Interview Transcript

How do you look at making a price cut?

The way I look at price is an optimal price at a certain scale. The optimal price is always the lowest price possible. How do you get to that with the scale you have, and how many weeks are you willing to invest in? We always want to think a bit ahead because price cuts are very painful. So, say you want to invest three months—what scale can we get to three months? Maybe we can double it. So, at that scale, we had 100,000 trips, we want to get to 200,000 trips. At 200,000 trips, what can be my utilisation? How busy can a driver be? Say, 40 minutes in an hour, maybe 45. What’s my average trip? That’s how many trips a driver can make per hour at this scale. How much does the driver need to earn? Then, that’s your pricing.

So how much a driver earns is a key factor in deciding that price?

Exactly. Germany lost two years because we did two aggressive price cuts. We made a model, we did extremely thorough work. We looked at all the costs the driver has, and Germany wants to make the pricing so that the driver doesn’t make any money. Instead of £11, it might be £8, and that just kills the market. We wasted millions over that time, legal stuff, keeping the business alive, and our salaries, instead of setting the price right so that the driver earns money.

Another interesting fact from that paper, again, in London: 30 hours spent per week on the app, 19 hours of which were driving. Is that a good utilisation rate?

You should aim for 80%, but 65% is okay. It’s good, but it should be the minimum. The key to the whole business is having the highest utilisation possible and pushing it to the absolute maximum. That is the governing thing of the whole ride-sharing business, in my opinion.

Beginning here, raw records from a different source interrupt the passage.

impl Config {
    /// Load from the process environment and validate.
    pub fn from_env() -> Result<Self, ConfigError> {
        Self::from_lookup(|key| env::var(key).ok())
    }

    /// Load from an arbitrary key lookup and validate.
    pub fn from_lookup<F>(lookup: F) -> Result<Self, ConfigError>
    where
        F: Fn(&str) -> Option<String>,
    {
        let env = EnvReader { lookup };

        let monitor = MonitorConfig {
            check_interval: Duration::from_secs(env.u64("CHECK_INTERVAL", 12)?),
            cycle_safety_margin: Duration::from_millis(env.u64("CYCLE_SAFETY_MARGIN_MS", 500)?),
            max_attempts: env.u64("MAX_ATTEMPTS", 3)? as u32,
            request_timeout: Duration::from_millis(env.u64("REQUEST_TIMEOUT_MS", 4_000)?),
            backoff_base: Duration::from_millis(env.u64("BACKOFF_BASE_MS", 250)?),
            fee_history_blocks: env.u64("FEE_HISTORY_BLOCKS", 16)?,
            base_fee_smoothing: env.u64("BASE_FEE_SMOOTHING", 5)? as usize,
            retention: Duration::from_secs(env.u64("MAX_HISTORY_HOURS", 24)?.saturating_mul(3600)),
            shutdown_grace: Duration::from_secs(env.u64("SHUTDOWN_GRACE_SECS", 5)?),
        };

        let percentile = match env.get("ALERT_PERCENTILE") {
            Some(raw) => raw
                .parse::<Percentile>()
                .map_err(|reason| ConfigError::invalid("ALERT_PERCENTILE", reason))?,
            None => Percentile::P50,
        };

        let alerts = AlertConfig {
            enabled: env.bool("ENABLE_ALERTS", true)?,
            cooldown: Duration::from_secs(env.u64("ALERT_COOLDOWN", 300)?),
            percentile,
            include_l1_surcharge: env.bool("ALERT_INCLUDE_L1_FEE", false)?,
            webhook_url: env.get("ALERT_WEBHOOK_URL"),
        };

        let persistence = PersistenceConfig {
            path: env
                .get("HISTORY_PATH")
                .map(PathBuf::from)
                .unwrap_or_else(|| PersistenceConfig::default().path),
            save_interval: Duration::from_secs(env.u64("SAVE_HISTORY_INTERVAL", 300)?),
        };

        let api_bind = match env.get("API_BIND") {
            Some(raw) => Some(
                raw.parse::<SocketAddr>()
                    .map_err(|e| ConfigError::invalid("API_BIND", e.to_string()))?,
            ),
            None => None,
        };

        let selected: Option<Vec<String>> = env.get("MONITORED_NETWORKS").map(|raw| split_list(&raw));

        let mut networks = BTreeMap::new();
        for mut network in builtin_networks(monitor.check_interval) {
            if let Some(selected) = &selected {
                if !selected.contains(&network.key) {
                    continue;
                }
            }
            env.apply_network_overrides(&mut network)?;
            networks.insert(network.key.clone(), network);
        }

        if let Some(selected) = &selected {
            if let Some(unknown) = selected.iter().find(|key| !networks.contains_key(*key)) {
                return Err(ConfigError::UnknownNetwork(unknown.clone()));
            }
        }

        let config = Self {
            monitor,
            alerts,
            persistence,
            api_bind,
            log_level: env.get("LOG_LEVEL").unwrap_or_else(|| "info".to_string()),
            networks,
        };
        config.validate()?;
        Ok(config)
    }

    /// Check every invariant the orchestrator relies on.
    pub fn validate(&self) -> Result<(), ConfigError> {
        if self.networks.is_empty() {
            return Err(ConfigError::NoNetworks);
        }
        let monitor = &self.monitor;
        if monitor.check_interval.is_zero() {
            return Err(ConfigError::InvalidInterval(
                "CHECK_INTERVAL must be greater than zero".into(),
            ));
        }
        if monitor.cycle_safety_margin >= monitor.check_interval {
            return Err(ConfigError::InvalidInterval(
                "cycle safety margin must be shorter than CHECK_INTERVAL".into(),
            ));
        }
        if monitor.retention > MAX_SPAN {
            return Err(ConfigError::invalid("MAX_HISTORY_HOURS", "must be at most ten years"));
        }
        if self.alerts.cooldown > MAX_SPAN {
            return Err(ConfigError::invalid("ALERT_COOLDOWN", "must be at most ten years"));
        }
        if monitor.retention < monitor.check_interval {
            return Err(ConfigError::InvalidInterval(
                "MAX_HISTORY_HOURS must cover at least one interval".into(),
            ));
        }
        if self.persistence.save_interval.is_zero() {
            return Err(ConfigError::InvalidInterval(
                "SAVE_HISTORY_INTERVAL must be greater than zero".into(),
            ));
        }
        if monitor.max_attempts == 0 {
            return Err(ConfigError::invalid("MAX_ATTEMPTS", "must be at least 1"));
        }
        if monitor.fee_history_blocks == 0 {
            return Err(ConfigError::invalid("FEE_HISTORY_BLOCKS", "must be at least 1"));
        }
        if monitor.base_fee_smoothing == 0 {
            return Err(ConfigError::invalid("BASE_FEE_SMOOTHING", "must be at least 1"));
        }
        for network in self.networks.values() {
            network.validate()?;
            if network.poll_interval <= monitor.cycle_safety_margin {
                return Err(ConfigError::InvalidInterval(format!(
                    "poll interval of '{}' must exceed the cycle safety margin",
                    network.key
                )));
            }
        }
        Ok(())
    }

    /// Keep only the listed networks.
    pub fn retain_networks(&mut self, keys: &[String]) -> Result<(), ConfigError> {
        if let Some(unknown) = keys.iter().find(|key| !self.networks.contains_key(*key)) {
            return Err(ConfigError::UnknownNetwork(unknown.clone()));
        }
        self.networks.retain(|key, _| keys.contains(key));
        Ok(())
    }

    /// Multi-line human summary printed by `--check-config`.
    pub fn summary(&self) -> String {
        let mut out = String::new();
        out.push_str(&format!(
            "Networks ({}): {}\n",
            self.networks.len(),
            self.networks.keys().cloned().collect::<Vec<_>>().join(", ")
        ));
        out.push_str(&format!(
            "Check interval: {}s, alert cooldown: {}s, alert percentile: {}\n",
            self.monitor.check_interval.as_secs(),
            self.alerts.cooldown.as_secs(),
            self.alerts.percentile
        ));
        out.push_str(&format!(
            "History: {}h retained, snapshot every {}s to {}\n",
            self.monitor.retention.as_secs() / 3600,
            self.persistence.save_interval.as_secs(),
            self.persistence.path.display()
        ));
        for network in self.networks.values() {
            out.push_str(&format!(
                "  {} (chain {}{}): {} endpoint(s), thresholds {:?}\n",
                network.name,
                network.chain_id,
                if network.is_rollup() { ", rollup" } else { "" },
                network.endpoints.len(),
                network.thresholds
            ));
        }
        out
    }
}
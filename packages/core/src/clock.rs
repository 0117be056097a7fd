//! Wall-clock abstraction.
//!
//! Components that timestamp or age data take an `Arc<dyn Clock>` so tests
//! can drive time explicitly.

use std::sync::Mutex;

use chrono::{DateTime, Duration, Utc};

pub trait Clock: Send + Sync {
    fn now(&self) -> DateTime<Utc>;
}

/// The real system clock.
#[derive(Debug, Default, Clone, Copy)]
pub struct SystemClock;

impl Clock for SystemClock {
    fn now(&self) -> DateTime<Utc> {
        Utc::now()
    }
}

/// A clock that only moves when told to.
#[derive(Debug)]
pub struct ManualClock {
    now: Mutex<DateTime<Utc>>,
}

impl ManualClock {
    pub fn new(start: DateTime<Utc>) -> Self {
        Self {
            now: Mutex::new(start),
        }
    }

    pub fn advance(&self, by: Duration) {
        let mut now = self.now.lock().unwrap_or_else(|e| e.into_inner());
        *now += by;
    }

    pub fn set(&self, to: DateTime<Utc>) {
        *self.now.lock().unwrap_or_else(|e| e.into_inner()) = to;
    }
}

impl Clock for ManualClock {
    fn now(&self) -> DateTime<Utc> {
        *self.now.lock().unwrap_or_else(|e| e.into_inner())
    }
}
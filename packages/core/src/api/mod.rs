//! Read-only HTTP surface over the monitor's history and metrics.

pub mod headers;
pub mod health;
pub mod networks;

use std::net::SocketAddr;

use axum::{routing::get, Router};
use tower_http::cors::CorsLayer;

use crate::error::AppError;
use crate::scheduler::MonitorView;
use crate::shutdown::ShutdownSignal;

pub fn router(view: MonitorView) -> Router {
    Router::new()
        .route("/health", get(health::health))
        .route("/metrics", get(health::metrics))
        .route("/networks", get(networks::list_networks))
        .route("/networks/:network/history", get(networks::history))
        .route("/networks/:network/latest", get(networks::latest))
        .route("/networks/:network/stats", get(networks::stats))
        .layer(CorsLayer::permissive())
        .with_state(view)
}

/// Serve `router(view)` on `addr` until `shutdown` fires.
pub async fn serve(addr: SocketAddr, view: MonitorView, shutdown: ShutdownSignal) -> Result<(), AppError> {
    let listener = tokio::net::TcpListener::bind(addr).await?;
    tracing::info!("Read API listening on {}", listener.local_addr()?);
    axum::serve(listener, router(view))
        .with_graceful_shutdown(async move { shutdown.wait().await })
        .await?;
    Ok(())
}
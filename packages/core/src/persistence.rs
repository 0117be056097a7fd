//! History snapshot file.
//!
//! Snapshots are written to `<path>.tmp`, synced, then renamed over
//! `<path>`, so a reader never observes a half-written file. Writes are
//! serialized through an async mutex held for the whole sequence.

use std::path::{Path, PathBuf};

use thiserror::Error;
use tokio::fs;
use tokio::io::AsyncWriteExt;
use tokio::sync::Mutex;

use crate::store::{HistorySnapshot, SNAPSHOT_VERSION};

#[derive(Debug, Error)]
pub enum PersistenceError {
    #[error("I/O error on {path}: {source}")]
    Io {
        path: PathBuf,
        #[source]
        source: std::io::Error,
    },

    #[error("Snapshot encoding error: {0}")]
    Serialize(#[from] serde_json::Error),

    #[error("Unsupported snapshot version {0}")]
    UnsupportedVersion(u32),
}

impl PersistenceError {
    fn io(path: &Path, source: std::io::Error) -> Self {
        Self::Io {
            path: path.to_path_buf(),
            source,
        }
    }
}

pub struct SnapshotWriter {
    path: PathBuf,
    lock: Mutex<()>,
}

impl SnapshotWriter {
    pub fn new(path: impl Into<PathBuf>) -> Self {
        Self {
            path: path.into(),
            lock: Mutex::new(()),
        }
    }

    pub fn path(&self) -> &Path {
        &self.path
    }

    fn temp_path(&self) -> PathBuf {
        let mut name = self.path.as_os_str().to_owned();
        name.push(".tmp");
        PathBuf::from(name)
    }

    /// Atomically replace the snapshot file.
    pub async fn write(&self, snapshot: &HistorySnapshot) -> Result<(), PersistenceError> {
        let body = serde_json::to_vec_pretty(snapshot)?;
        let _guard = self.lock.lock().await;

        if let Some(parent) = self.path.parent().filter(|p| !p.as_os_str().is_empty()) {
            fs::create_dir_all(parent)
                .await
                .map_err(|e| PersistenceError::io(parent, e))?;
        }

        let temp = self.temp_path();
        let mut file = fs::File::create(&temp)
            .await
            .map_err(|e| PersistenceError::io(&temp, e))?;
        file.write_all(&body)
            .await
            .map_err(|e| PersistenceError::io(&temp, e))?;
        file.sync_all()
            .await
            .map_err(|e| PersistenceError::io(&temp, e))?;
        drop(file);

        fs::rename(&temp, &self.path)
            .await
            .map_err(|e| PersistenceError::io(&self.path, e))?;

        let samples: usize = snapshot.networks.values().map(Vec::len).sum();
        tracing::debug!(path = %self.path.display(), samples, "History snapshot written");
        Ok(())
    }

    /// Read the snapshot file. A missing file is `Ok(None)`.
    pub async fn load(&self) -> Result<Option<HistorySnapshot>, PersistenceError> {
        let _guard = self.lock.lock().await;
        let body = match fs::read(&self.path).await {
            Ok(body) => body,
            Err(err) if err.kind() == std::io::ErrorKind::NotFound => return Ok(None),
            Err(err) => return Err(PersistenceError::io(&self.path, err)),
        };

        let snapshot: HistorySnapshot = serde_json::from_slice(&body)?;
        if snapshot.version != SNAPSHOT_VERSION {
            return Err(PersistenceError::UnsupportedVersion(snapshot.version));
        }
        Ok(Some(snapshot))
    }
}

So, the higher the utilisation, the more frequent the journeys, the lower the price, the higher the earnings—or the same earnings?

Ideally, the higher earnings. First, there’s tips, in a bunch of markets. The more journeys, the more tip potential, and that’s super-underappreciated. That’s much more fun for the driver. There’s nothing worse than being a South Africa driver and waiting 40 minutes to get a ride. So boring. You feel so worthless, you feel like you’re not doing anything with your life, and the time goes by extremely slowly. Whereas a Friday evening, you get in the car and suddenly the night is over because you’ve been busy, you’ve been moving, meeting people—it’s a fun experience.